UPA 301 – Case Study

Word Count: 2598

Idiom agglomerations - Dharavi

Myriad significant urban transformations of the new century are taking place in the developing world. In
particular, informality, once associated with poor squatter settlements, is now seen as a generalized mode of
metropolitan urbanization (Roy 2005). Informality is back on the agenda of international development and urban
planning. The fast-paced growth of the Indian economy and particularly its cities has produced an urban crisis, one that
is marked by the lack of adequate infrastructure and growth management as well as by sharp social divisions that are
starkly etched in a landscape of bourgeois enclaves and slums (Roy 2009). One of the ambiguous and peculiar aspect of
the global south is informality which can be defined as slums indeed. Particularly concentrating on a physically
constrained and challenging geographic boundary of South Asia – Dharavi, Mumbai sets a quintessential paradigm of
informality and proscribed settlements of inhabitants. The 535 acres of land which serves approximately 700,000 people
is about to endure paradoxical deliriousness (Roy 2013-14). The Dharavi Redevelopment Plan (DRP) articulated by a
notorious architect Mukesh Mehta vivifies the hope for a “Slum free” world, albeit the bourgeois and the subaltern have
already portrayed insurgence regarding concerns towards their informal sector of privately owned industries. This is an
epistemology on informality and its effects on large scale redevelopment plans, where I argue the social and the poor
class of Dharavi shall not be antithetical, but welcome the phenomenon through diverse approaches such as
participatory design.

The 21st century will be an urban century, one where the human condition will also be an urban condition. The
21st century will also be a Southern country and perhaps even an Asian country. Much of the urban growth and
urbanization of this century will take place in the cities of the global south, including those of the newly emergent
economic powerhouses, India and China. (Roy 2006). As these countries and their major cities are emerging as world
class mega-cities, informality is yet to be diminished. According to Mike Davis in Planet of Slums, he states that “informal
survivalism” is “the new primary mode of livelihood in a majority of Third World cities.” (Davis 2006). Connoted from a
renowned and vastly reputable professor of urban studies, Mrs. Ananya Roy uses the term urban informality to indicate
an organizing logic, a system of norms that governs the process of urban transformation itself.
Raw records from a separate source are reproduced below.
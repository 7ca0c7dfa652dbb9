use fintrack_sdk::query::Op;
use fintrack_sdk::QueryBuilder;

fn param<'a>(params: &'a [(String, String)], key: &str) -> Option<&'a str> {
    params
        .iter()
        .find(|(k, _)| k == key)
        .map(|(_, v)| v.as_str())
}

#[test]
fn test_default_select_is_star() {
    let q = QueryBuilder::new("categories").build();
    assert_eq!(q.to_params(), vec![("select".to_string(), "*".to_string())]);
}

#[test]
fn test_filters_render_in_insertion_order() {
    let q = QueryBuilder::new("expenses")
        .eq("user_id", "u1")
        .gte("expense_date", "2024-05-01")
        .lt("expense_date", "2024-06-01")
        .build();
    let params = q.to_params();
    assert_eq!(params[1], ("user_id".into(), "eq.u1".into()));
    assert_eq!(params[2], ("expense_date".into(), "gte.2024-05-01".into()));
    assert_eq!(params[3], ("expense_date".into(), "lt.2024-06-01".into()));
}

#[test]
fn test_embed_and_columns_in_select() {
    let q = QueryBuilder::new("budgets")
        .select(&["id", "amount"])
        .embed("categories", &["name", "icon"])
        .build();
    assert_eq!(q.select_clause(), "id,amount,categories(name,icon)");
    assert_eq!(q.embeds[0].foreign_key(), "category_id");
}

#[test]
fn test_order_limit_offset() {
    let q = QueryBuilder::new("expenses")
        .order_desc("expense_date")
        .order_asc("created_at")
        .limit(50)
        .offset(100)
        .build();
    let params = q.to_params();
    assert_eq!(param(&params, "order"), Some("expense_date.desc,created_at.asc"));
    assert_eq!(param(&params, "limit"), Some("50"));
    assert_eq!(param(&params, "offset"), Some("100"));
}

#[test]
fn test_in_list_quotes_reserved_characters() {
    let q = QueryBuilder::new("categories")
        .in_list("name", &["Food", "Rent, shared"])
        .build();
    assert_eq!(q.filters[0].op, Op::In);
    assert_eq!(param(&q.to_params(), "name"), Some("in.(Food,\"Rent, shared\")"));
}

#[test]
fn test_filter_params_exclude_select_and_order() {
    let q = QueryBuilder::new("expenses")
        .eq("id", "e1")
        .order_desc("expense_date")
        .limit(1)
        .build();
    assert_eq!(q.filter_params(), vec![("id".to_string(), "eq.e1".to_string())]);
}
use chrono::{DateTime, Utc};
use serde::{Deserialize, Serialize};
use uuid::Uuid;

use super::{de_amount, de_opt_number, CategoryRef, Period, Record};
use crate::config::DEFAULT_ALERT_THRESHOLD;
use crate::error::{FinTrackError, Result};

// ---------------------------------------------------------------------------
// Budget
// ---------------------------------------------------------------------------

#[derive(Debug, Clone, PartialEq, Serialize, Deserialize)]
pub struct Budget {
    pub id: Uuid,
    pub user_id: Uuid,
    pub category_id: Uuid,
    #[serde(deserialize_with = "de_amount")]
    pub amount: f64,
    /// Percentage of `amount` above which spending is flagged.
    #[serde(default, deserialize_with = "de_opt_number")]
    pub alert_threshold: Option<f64>,
    pub year: i32,
    pub month: u32,
    #[serde(default, skip_serializing_if = "Option::is_none")]
    pub created_at: Option<DateTime<Utc>>,
    #[serde(rename = "categories", default, skip_serializing_if = "Option::is_none")]
    pub category: Option<CategoryRef>,
}

impl Budget {
    /// The alert threshold, defaulting to 80 %.
    pub fn threshold(&self) -> f64 {
        self.alert_threshold.unwrap_or(DEFAULT_ALERT_THRESHOLD)
    }

    pub fn period(&self) -> Result<Period> {
        Period::new(self.year, self.month)
    }
}

impl Record for Budget {
    const TABLE: &'static str = "budgets";

    fn check(&self) -> std::result::Result<(), String> {
        if !(1..=12).contains(&self.month) {
            return Err(format!("budget {} has month {}", self.id, self.month));
        }
        Ok(())
    }
}

// ---------------------------------------------------------------------------
// NewBudget: insert and full-record update payload
// ---------------------------------------------------------------------------

#[derive(Debug, Clone, PartialEq, Serialize)]
pub struct NewBudget {
    pub user_id: Uuid,
    pub category_id: Uuid,
    pub amount: f64,
    pub alert_threshold: f64,
    pub year: i32,
    pub month: u32,
}

impl NewBudget {
    pub fn new(user_id: Uuid, category_id: Uuid, amount: f64, period: Period) -> Self {
        Self {
            user_id,
            category_id,
            amount,
            alert_threshold: DEFAULT_ALERT_THRESHOLD,
            year: period.year(),
            month: period.month(),
        }
    }

    pub fn alert_threshold(mut self, percent: f64) -> Self {
        self.alert_threshold = percent;
        self
    }

    pub fn validate(&self) -> Result<()> {
        if !self.amount.is_finite() || self.amount <= 0.0 {
            return Err(FinTrackError::Validation(format!(
                "budget amount must be greater than zero, got {}",
                self.amount
            )));
        }
        if !(0.0..=100.0).contains(&self.alert_threshold) {
            return Err(FinTrackError::Validation(format!(
                "alert threshold must be between 0 and 100, got {}",
                self.alert_threshold
            )));
        }
        Period::new(self.year, self.month)
            .map(|_| ())
            .map_err(|e| FinTrackError::Validation(e.to_string()))
    }
}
Informality must be
understood not as the object of state regulation but rather as produced by the state itself. Informality at first glance
seems to be a land use problem and it is thus often managed through attempts to restore "order" to the urban
landscape. However, borrowing Krueckeberg's important insight, it can be argued that the more fundamental issue at
stake in informality is that of wealth distribution and unequal property ownership, of what sorts of markets are at work
in our cities and how they shape or limit affordability. In this sense, the study of informality provides an important lesson
for planners in the tricky dilemmas of social justice.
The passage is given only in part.